News of stolen laptops that contain highly sensitive information surrounds us. Consider, for a moment, your organization and the data that resides on its laptops. Is there customer information, intellectual property, financial plans or other sensitive data? If your organization had a missing laptop would it become a news headline?
A single data loss can be devastating to a company. This can damage the company’s reputation, in addition to costing the company millions of dollars. Such a breach can result in compliance violations on the federal and state level. On the federal level there are several disclosure laws already in place:
- HIPAA (Health Insurance Portability and Accountability Act)
- GLBA (Gramm-Leach-Bliley Act)
- FISMA (Federal Information Security Management Act)
- FACTA (Fair and Accurate Credit Transactions Act)
- OMB Memo (M06-16)
According to analyst firm IDC, as much as 60 percent of corporate data resides unprotected on desktop and laptop computers. With that concentration of data, the organization must take precautionary steps to protect this sensitive information. Several solutions are available to protect the organization.
Full disk encryption can help meet compliance requirements, but does not necessarily eliminate risk. Full disk encryption is transparent to the user, but can fail due to human error. It stops short of being a comprehensive solution if an unauthorized user gains access to the authentication credentials; should the user’s password be compromised the data can instantly be decrypted and vulnerable.
Consider the internal risks. If a user becomes unauthorized (contractor term expires, employee resigns, employee is terminated) but has possession of the computer, encryption will again provide no protection. For encryption to be effective the thief must not have the ability to input the correct password.
Data destruction is an emerging solution for the CIO to consider. The concept of data destruction is data on the computer is more important than the hardware, and the organization must ensure the data is destroyed with certainty and verification. Once an organization has determined the computer is unable to be recovered physically, the company can ensure the data can not be accessed. By combining encryption with data destruction Beachhead Solutions‘ Lost Data Destruction (LDD) offers a final step.
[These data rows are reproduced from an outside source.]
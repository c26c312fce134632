use thiserror::Error;

pub use color_eyre::eyre::eyre;

#[derive(Debug, Error)]
pub enum Error {
    #[error("Unknown column type code: 0x{0:02X}")]
    UnknownTypeCode(u8),

    #[error("Row column count mismatch: {expected} columns declared, {actual} found")]
    RowColumnCountMismatch { expected: usize, actual: usize },

    #[error("Row decode error: {0}")]
    RowDecodeError(String),

    #[error("Malformed integer literal: {0:?}")]
    MalformedIntegerLiteral(String),

    #[error("Malformed float literal: {0:?}")]
    MalformedFloatLiteral(String),

    #[error("Malformed decimal literal: {0:?}")]
    MalformedDecimalLiteral(String),

    #[error("Malformed temporal literal: {0:?}")]
    MalformedTemporalLiteral(String),

    #[error("Unsupported time range: {0}")]
    UnsupportedTimeRange(String),

    #[error("Unsupported geometry encoding: {0}")]
    UnsupportedGeometryEncoding(String),

    #[error("Invalid parameter value: {0}")]
    InvalidParameterValue(String),

    #[error("Datetime parameter is not in UTC: {0}")]
    NotUTC(String),

    #[error("JSON codec error: {0}")]
    Json(String),

    #[error("Library bug: {0}")]
    LibraryBug(color_eyre::Report),
}

impl Error {
    /// Wrap a zerocopy cast failure. The caller has already checked the length,
    /// so reaching this is an internal bug.
    pub fn from_debug(err: impl std::fmt::Debug) -> Self {
        Error::LibraryBug(eyre!("{:?}", err))
    }

    /// Shorthand for a truncated or malformed binary layout.
    pub(crate) fn row(msg: impl Into<String>) -> Self {
        Error::RowDecodeError(msg.into())
    }
}

pub type Result<T> = std::result::Result<T, Error>;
LDD works through client/host communication. Should a computer go missing, the administrator marks the computer as unrecoverable. The next time the computer obtains a network connection and checks in the computer will be notified of the status change and will begin the self destruction sequence. This process is straightforward, but is dependent on the computer obtaining a network connection. There are additional triggers that can be put into place should the laptop not connect to the Internet. Such triggers are based on administrator-created preset rules including, number of unsuccessful login attempts and maximum time allowed between client/host communication events. The customizable rules allow for data destruction of a particular file, folder or the entire PC.
Jeff Rubin, Beachhead Solutions vice president, says, “Users make poor security guards. Requiring users to deploy or manage security is ineffective and exposes vulnerabilities because personal productivity often trumps policy compliance.” Rubin adds, “Data destruction, as employed in LDD, allows users to make “mistakes” without circumventing security. And once the data is destroyed, an organization can enjoy the piece of mind that comes with certainty.”
Backup and Recovery
When data is destroyed it is unrecoverable even if the hardware is located. When considering data destruction, the CIO should also consider backup as part of a comprehensive solution. Backup can occur in various forms, both as in-house solutions and externally. By backing up data the user will be able to quickly recover by restoring the files to new hardware.
The topic of data destruction is where convenience meets compliance and where security meets control. As more stolen laptops become news headlines, CIOs must continue to examine how their organization can balance risk without sacrificing productivity. Compliance is the legal guidelines an organization must adhere to. Mobile security does not stop at being compliant, but rather at being effective and solving the security dilemma to the organization’s standards and customer’s expectations.